If Belgian privacy law applies to your company, what does it mean regarding medical data ?
The previous legislation
Article 7 of the previous Privacy Act (1992) prohibited the processing of data concerning health, except in some enumerated cases. And when the process was permitted, it should only be carried out under the responsibility of a healthcare professional except in the case where the data subject had given his written consent about the absence of professional, or when the process was necessary for the prevention of a concrete danger or for the punishment of a specific criminal offence.
The new Privacy Act
Prohibition – As provided for in article 9 of the GDPR, processing of health data is still prohibited. This is because this kind of data is among the special categories of personal data. However, the prohibition does not apply in some cases (enumerated at paragraph 2 of article 9 of the GDPR).
No Belgian exception – Belgian law (30th of July) does not provide for specific exception. An amendment had been proposed concerning the processing of data concerning health by insurance companies. However, this amendment was finally withdrawn.

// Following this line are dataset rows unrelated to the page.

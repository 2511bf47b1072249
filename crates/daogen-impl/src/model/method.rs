// SPDX-FileCopyrightText: 2025-2026 RAprogramm <andrey.rozanov.vl@gmail.com>
// SPDX-License-Identifier: MIT

//! Interface methods and their category payloads.

use syn::{Ident, Type};

use super::ident;

/// How a generated method delivers its result.
#[derive(Debug, Clone, Copy, PartialEq, Eq, Default)]
pub enum Concurrency {
    /// Synchronous `Result<V, DaoError>`.
    #[default]
    Direct,

    /// Callback delivery through `TransactionCallback<V>`.
    Suspend,

    /// Background execution returning `QueryFuture<V>`.
    Future,

    /// Invalidation-driven `QueryStream<V>`.
    Stream
}

impl Concurrency {
    /// Whether the method body runs off the caller's thread.
    pub const fn is_async(self) -> bool {
        !matches!(self, Self::Direct)
    }
}

/// Behavior on a uniqueness violation.
#[derive(Debug, Clone, Copy, PartialEq, Eq, Default)]
pub enum ConflictPolicy {
    /// Abort the statement, keep the transaction.
    #[default]
    Abort,

    /// Replace the conflicting row.
    Replace,

    /// Skip the row.
    Ignore,

    /// Roll back the transaction.
    Rollback,

    /// Fail the statement, keep prior changes.
    Fail
}

impl ConflictPolicy {
    /// SQLite keyword used after `INSERT OR` / `UPDATE OR`.
    pub const fn keyword(self) -> &'static str {
        match self {
            Self::Abort => "ABORT",
            Self::Replace => "REPLACE",
            Self::Ignore => "IGNORE",
            Self::Rollback => "ROLLBACK",
            Self::Fail => "FAIL"
        }
    }
}

/// Row type of a query result.
#[derive(Debug, Clone)]
pub enum RowShape {
    /// An entity from the model, read through its row adapter.
    Entity(Ident),

    /// A single column read with `FromValue`.
    Scalar(Type)
}

/// Number of rows a read produces.
#[derive(Debug, Clone)]
pub enum ResultShape {
    /// First row only. Zero rows is an error unless `nullable`.
    Single {
        /// Row type.
        row:      RowShape,
        /// Declared as `Option<_>`.
        nullable: bool
    },

    /// Every row, as `Vec<_>`.
    List {
        /// Row type.
        row: RowShape
    }
}

impl ResultShape {
    /// Row type regardless of multiplicity.
    pub fn row(&self) -> &RowShape {
        match self {
            Self::Single {
                row, ..
            }
            | Self::List {
                row
            } => row
        }
    }
}

/// A parameter driving a shortcut method.
#[derive(Debug, Clone)]
pub struct ShortcutTarget {
    /// Parameter holding the entity or entities.
    pub param: Ident,

    /// Entity type name.
    pub entity: Ident,

    /// Whether the parameter is a collection.
    pub many: bool
}

impl ShortcutTarget {
    /// Target a single entity parameter.
    pub fn new(param: &str, entity: &str) -> Self {
        Self {
            param:  ident(param),
            entity: ident(entity),
            many:   false
        }
    }

    /// Mark the parameter as a collection.
    #[must_use]
    pub fn many(mut self) -> Self {
        self.many = true;
        self
    }
}

/// Category payload of a method.
#[derive(Debug, Clone)]
pub enum MethodKind {
    /// `SELECT`-style query.
    ReadQuery {
        /// SQL template.
        sql:            String,
        /// Result shape; derived from the return type when `None`.
        shape:          Option<ResultShape>,
        /// Observed tables; scanned from the SQL when empty.
        tables:         Vec<String>,
        /// Run inside a transaction.
        in_transaction: bool
    },

    /// `INSERT`/`UPDATE`/`DELETE` statement.
    WriteQuery {
        /// SQL template.
        sql: String
    },

    /// Insert entities.
    Insert {
        /// Entity parameters.
        targets:  Vec<ShortcutTarget>,
        /// Conflict policy.
        conflict: ConflictPolicy
    },

    /// Delete entities by primary key.
    Delete {
        /// Entity parameters.
        targets: Vec<ShortcutTarget>
    },

    /// Update entities by primary key.
    Update {
        /// Entity parameters.
        targets:  Vec<ShortcutTarget>,
        /// Conflict policy.
        conflict: ConflictPolicy
    },

    /// Insert entities, updating the ones that already exist.
    Upsert {
        /// Entity parameters.
        targets: Vec<ShortcutTarget>
    },

    /// Call `body(self, args..)` inside a transaction.
    Transaction {
        /// Function taking `&Self` followed by the method arguments.
        body: syn::Path
    },

    /// Query supplied at call time.
    RawQuery {
        /// Parameter holding the SQL text or statement.
        query_param: Option<Ident>,
        /// Result shape; derived from the return type when `None`.
        shape:       Option<ResultShape>,
        /// Observed tables for streaming.
        tables:      Vec<String>
    },

    /// Forward to another method of the same trait.
    Delegate {
        /// Target method name.
        target: Ident
    }
}

impl MethodKind {
    /// Read query with a derived shape.
    pub fn read(sql: &str) -> Self {
        Self::ReadQuery {
            sql:            sql.to_owned(),
            shape:          None,
            tables:         Vec::new(),
            in_transaction: false
        }
    }

    /// Read query running inside a transaction.
    pub fn read_in_transaction(sql: &str) -> Self {
        Self::ReadQuery {
            sql:            sql.to_owned(),
            shape:          None,
            tables:         Vec::new(),
            in_transaction: true
        }
    }

    /// Write query.
    pub fn write(sql: &str) -> Self {
        Self::WriteQuery {
            sql: sql.to_owned()
        }
    }

    /// Insert shortcut.
    pub fn insert(targets: impl IntoIterator<Item = ShortcutTarget>, conflict: ConflictPolicy) -> Self {
        Self::Insert {
            targets: targets.into_iter().collect(),
            conflict
        }
    }

    /// Delete shortcut.
    pub fn delete(targets: impl IntoIterator<Item = ShortcutTarget>) -> Self {
        Self::Delete {
            targets: targets.into_iter().collect()
        }
    }

    /// Update shortcut.
    pub fn update(targets: impl IntoIterator<Item = ShortcutTarget>, conflict: ConflictPolicy) -> Self {
        Self::Update {
            targets: targets.into_iter().collect(),
            conflict
        }
    }

    /// Upsert shortcut.
    pub fn upsert(targets: impl IntoIterator<Item = ShortcutTarget>) -> Self {
        Self::Upsert {
            targets: targets.into_iter().collect()
        }
    }

    /// Transaction wrapper around `body`.
    pub fn transaction(body: syn::Path) -> Self {
        Self::Transaction {
            body
        }
    }

    /// Raw query reading its statement from `param`.
    pub fn raw(param: &str) -> Self {
        Self::RawQuery {
            query_param: Some(ident(param)),
            shape:       None,
            tables:      Vec::new()
        }
    }

    /// Delegate to `target`.
    pub fn delegate(target: &str) -> Self {
        Self::Delegate {
            target: ident(target)
        }
    }

    /// Override the result shape of a read or raw query.
    #[must_use]
    pub fn with_shape(mut self, new_shape: ResultShape) -> Self {
        if let Self::ReadQuery {
            shape, ..
        }
        | Self::RawQuery {
            shape, ..
        } = &mut self
        {
            *shape = Some(new_shape);
        }
        self
    }

    /// Set the observed tables of a read or raw query.
    #[must_use]
    pub fn observing<I, S>(mut self, names: I) -> Self
    where
        I: IntoIterator<Item = S>,
        S: Into<String>
    {
        if let Self::ReadQuery {
            tables, ..
        }
        | Self::RawQuery {
            tables, ..
        } = &mut self
        {
            *tables = names.into_iter().map(Into::into).collect();
        }
        self
    }
}

/// A method parameter.
#[derive(Debug, Clone)]
pub struct Parameter {
    /// Parameter name.
    pub name: Ident,

    /// Declared type.
    pub ty: Type,

    /// Collection expanded into an `IN (...)` list.
    pub multiple: bool,

    /// Converter applied before binding.
    pub converter: Option<syn::Path>
}

impl Parameter {
    /// Create a scalar parameter.
    pub fn new(name: &str, ty: Type) -> Self {
        Self {
            name: ident(name),
            ty,
            multiple: false,
            converter: None
        }
    }

    /// Mark the parameter as expandable.
    #[must_use]
    pub fn multiple(mut self) -> Self {
        self.multiple = true;
        self
    }

    /// Convert through `converter` before binding.
    #[must_use]
    pub fn converter(mut self, converter: syn::Path) -> Self {
        self.converter = Some(converter);
        self
    }

    /// Whether the declared type is a reference.
    pub fn is_borrowed(&self) -> bool {
        contains_reference(&self.ty)
    }
}

fn contains_reference(ty: &Type) -> bool {
    match ty {
        Type::Reference(_) => true,
        Type::Paren(inner) => contains_reference(&inner.elem),
        Type::Group(inner) => contains_reference(&inner.elem),
        Type::Slice(inner) => contains_reference(&inner.elem),
        Type::Array(inner) => contains_reference(&inner.elem),
        Type::Tuple(tuple) => tuple.elems.iter().any(contains_reference),
        Type::Path(path) => path.path.segments.iter().any(|segment| match &segment.arguments {
            syn::PathArguments::AngleBracketed(args) => args.args.iter().any(|arg| match arg {
                syn::GenericArgument::Type(ty) => contains_reference(ty),
                syn::GenericArgument::Lifetime(_) => true,
                _ => false
            }),
            _ => false
        }),
        _ => false
    }
}

/// A declared interface method.
#[derive(Debug, Clone)]
pub struct Method {
    /// Method name.
    pub name: Ident,

    /// Parameters in declaration order, `&self` excluded.
    pub params: Vec<Parameter>,

    /// Declared value type; `None` is unit.
    pub returns: Option<Type>,

    /// Result delivery.
    pub concurrency: Concurrency,

    /// Category payload.
    pub kind: MethodKind
}

impl Method {
    /// Create a direct method returning unit.
    pub fn new(name: &str, kind: MethodKind) -> Self {
        Self {
            name: ident(name),
            params: Vec::new(),
            returns: None,
            concurrency: Concurrency::Direct,
            kind
        }
    }

    /// Append a parameter.
    #[must_use]
    pub fn param(mut self, param: Parameter) -> Self {
        self.params.push(param);
        self
    }

    /// Set the declared value type.
    #[must_use]
    pub fn returns(mut self, ty: Type) -> Self {
        self.returns = Some(ty);
        self
    }

    /// Set the delivery kind.
    #[must_use]
    pub fn concurrency(mut self, concurrency: Concurrency) -> Self {
        self.concurrency = concurrency;
        self
    }

    /// Look up a parameter by name.
    pub fn find_param(&self, name: &str) -> Option<&Parameter> {
        self.params.iter().find(|p| p.name == name)
    }
}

No more healthcare professional required but complementary measures – Regarding the processing of data concerning health, the requirement to use a healthcare professional is no longer included in the new Privacy Act.
But the new Act adds some complementary measures that must be taken by the data controller when processing genetic data, biometric data or health data:
- Drafting a list
- The controller or the processor must design the categories of persons having access to the data.
- The name of those persons must not be mentioned, but a clear description of their function in relation to the processing of the health data.
- This list must be at disposal of the Data protection authority.
- Confidentiality – The designated persons are required to respect the confidential nature of the data in question. It can be by a legal or statutory obligation, or by a contractual provision.
Our advice:
Check which European Member State law applies to your business.
If you are handling health data, it is very likely that you have to comply with local peculiarities and should ask for a local advice.